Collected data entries
▽

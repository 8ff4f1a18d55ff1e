//! Referee-protocol front end
//!
//! Binds the engine to the real streams: referee frames on stdin, action
//! lines on stdout. All diagnostics go to stderr; stdout carries nothing
//! but the protocol.

use std::io;

use anyhow::Result;

use qd_core::DecisionConfig;

fn main() -> Result<()> {
    init_tracing();

    std::panic::set_hook(Box::new(|info| {
        tracing::error!("panic: {info}");
    }));

    let stdin = io::stdin();
    let stdout = io::stdout();
    let config = DecisionConfig::default();
    qd_core::run(stdin.lock(), io::BufWriter::new(stdout.lock()), &config)?;
    Ok(())
}

/// Initialize tracing/logging on stderr.
fn init_tracing() {
    let filter = tracing_subscriber::EnvFilter::try_from_default_env()
        .unwrap_or_else(|_| tracing_subscriber::EnvFilter::new("info"));

    tracing_subscriber::fmt()
        .with_env_filter(filter)
        .with_target(false)
        .with_writer(io::stderr)
        .compact()
        .init();
}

△

**Problem to work on**
Would you copy out all the entries above without changing a single character?

**Exercise response**
repository 8ff4f1a18d55ff1e
//! Referee-protocol front end
//!
//! Binds the engine to the real streams: referee frames on stdin, action
//! lines on stdout. All diagnostics go to stderr; stdout carries nothing
//! but the protocol.

use std::io;

use anyhow::Result;

use qd_core::DecisionConfig;

fn main() -> Result<()> {
    init_tracing();

    std::panic::set_hook(Box::new(|info| {
        tracing::error!("panic: {info}");
    }));

    let stdin = io::stdin();
    let stdout = io::stdout();
    let config = DecisionConfig::default();
    qd_core::run(stdin.lock(), io::BufWriter::new(stdout.lock()), &config)?;
    Ok(())
}

/// Initialize tracing/logging on stderr.
fn init_tracing() {
    let filter = tracing_subscriber::EnvFilter::try_from_default_env()
        .unwrap_or_else(|_| tracing_subscriber::EnvFilter::new("info"));

    tracing_subscriber::fmt()
        .with_env_filter(filter)
        .with_target(false)
        .with_writer(io::stderr)
        .compact()
        .init();
}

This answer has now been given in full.